A fluorescein stain is often recommended before using any steroids in the eye. Antibiotic drops or ointment may be used for treating infections such as conjunctivitis, but sometimes, steroids will help with chronic inflammatory diseases. However, using steroids when there’s a corneal abrasion or ulcer can lead to a worsening of the condition, slowing down healing and causing complications. It’s always best to seek medical attention first before using any medications in your pet’s eyes.
Schirmer Tear Test
This test is done with a small strip of absorbent paper, which evaluates the quantity of tears an eye produces in a short period of time. Poor tear production results in a constantly irritated cornea, which can lead to chronic changes over time. This condition is known as keratoconjunctivitis sicca, shortened to KCS or “dry eye,” and is treated with daily eye ointment.
This little dog is undergoing a tear test to determine whether he has dry eye.

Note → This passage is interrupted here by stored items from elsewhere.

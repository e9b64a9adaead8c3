//! Instrumented iterations and sources

use std::cell::Cell;
use std::rc::Rc;
use std::sync::atomic::{AtomicUsize, Ordering};
use std::sync::Arc;

use triplestream::infrastructure::MemoryTripleSource;
use triplestream::iteration::VecIteration;
use triplestream::{BoxIteration, EvalError, Iteration, Pattern, Result, Statement, TripleSource};

/// Pull and close counters shared with a [`CountingIteration`]
#[derive(Default)]
pub struct Counters {
    pub pulls: Cell<usize>,
    pub closes: Cell<usize>,
}

/// Vec-backed iteration that records every `next` and `close`
pub struct CountingIteration<T> {
    inner: VecIteration<T>,
    counters: Rc<Counters>,
}

impl<T> CountingIteration<T> {
    pub fn new(items: Vec<T>) -> (Self, Rc<Counters>) {
        let counters = Rc::new(Counters::default());
        (
            Self {
                inner: VecIteration::new(items),
                counters: counters.clone(),
            },
            counters,
        )
    }
}

impl<T> Iteration for CountingIteration<T> {
    type Item = T;

    fn has_next(&mut self) -> Result<bool> {
        self.inner.has_next()
    }

    fn next(&mut self) -> Result<T> {
        let item = self.inner.next()?;
        self.counters.pulls.set(self.counters.pulls.get() + 1);
        Ok(item)
    }

    fn close(&mut self) -> Result<()> {
        self.counters.closes.set(self.counters.closes.get() + 1);
        self.inner.close()
    }
}

/// Failure injection around a [`MemoryTripleSource`]
pub struct FaultySource {
    pub inner: MemoryTripleSource,
    /// `get_statements` itself fails
    pub fail_query: bool,
    /// `has_next` fails once this many statements were yielded
    pub fail_after: Option<usize>,
    /// `close` reports a failure (after releasing the inner cursor)
    pub fail_close: bool,
    closes: Arc<AtomicUsize>,
}

impl FaultySource {
    pub fn new(inner: MemoryTripleSource) -> Self {
        Self {
            inner,
            fail_query: false,
            fail_after: None,
            fail_close: false,
            closes: Arc::new(AtomicUsize::new(0)),
        }
    }

    /// Number of `close` calls that reached a cursor of this source
    pub fn closes(&self) -> usize {
        self.closes.load(Ordering::SeqCst)
    }
}

impl TripleSource for FaultySource {
    fn get_statements(&self, pattern: &Pattern) -> Result<BoxIteration<'_, Statement>> {
        if self.fail_query {
            return Err(EvalError::evaluation("injected query failure")
                .with_source(std::io::Error::new(std::io::ErrorKind::TimedOut, "store timeout")));
        }
        Ok(Box::new(FaultyCursor {
            inner: self.inner.get_statements(pattern)?,
            yielded: 0,
            fail_after: self.fail_after,
            fail_close: self.fail_close,
            closes: self.closes.clone(),
        }))
    }
}

struct FaultyCursor<'a> {
    inner: BoxIteration<'a, Statement>,
    yielded: usize,
    fail_after: Option<usize>,
    fail_close: bool,
    closes: Arc<AtomicUsize>,
}

impl Iteration for FaultyCursor<'_> {
    type Item = Statement;

    fn has_next(&mut self) -> Result<bool> {
        if self.fail_after.is_some_and(|n| self.yielded >= n) {
            return Err(EvalError::evaluation("injected cursor failure"));
        }
        self.inner.has_next()
    }

    fn next(&mut self) -> Result<Statement> {
        let stmt = self.inner.next()?;
        self.yielded += 1;
        Ok(stmt)
    }

    fn close(&mut self) -> Result<()> {
        self.closes.fetch_add(1, Ordering::SeqCst);
        self.inner.close()?;
        if self.fail_close {
            return Err(EvalError::evaluation("injected close failure"));
        }
        Ok(())
    }
}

The Schiotz tonometer is used to test the pressure inside the eyeball. An anesthetic eye drop is first used to temporarily desensitize the cornea, and the tonometer is gently rested against the surface to test pressure. Normal intraocular pressure (IOP) is between 10 and 20 mm Hg, which is a unit of measurement for pressure. Increased pressure can indicate a serious and painful condition called glaucoma, which may lead to blindness and loss of an eye.
Administering a test for glaucoma.
These tools are essential in evaluating the eye, in looking for changes which could indicate a serious problem with the eye or even systemic disease. Any change in your pet’s eyes merits a visit to your veterinarian, who will most likely recommend several of these diagnostic tools. For more information, visit the Long Beach Animal Hospital website and search for eye disease.
LBAH often examines wildlife. Here, a veterinarian uses specialized equipment to diagnose a sea lion’s ocular issues.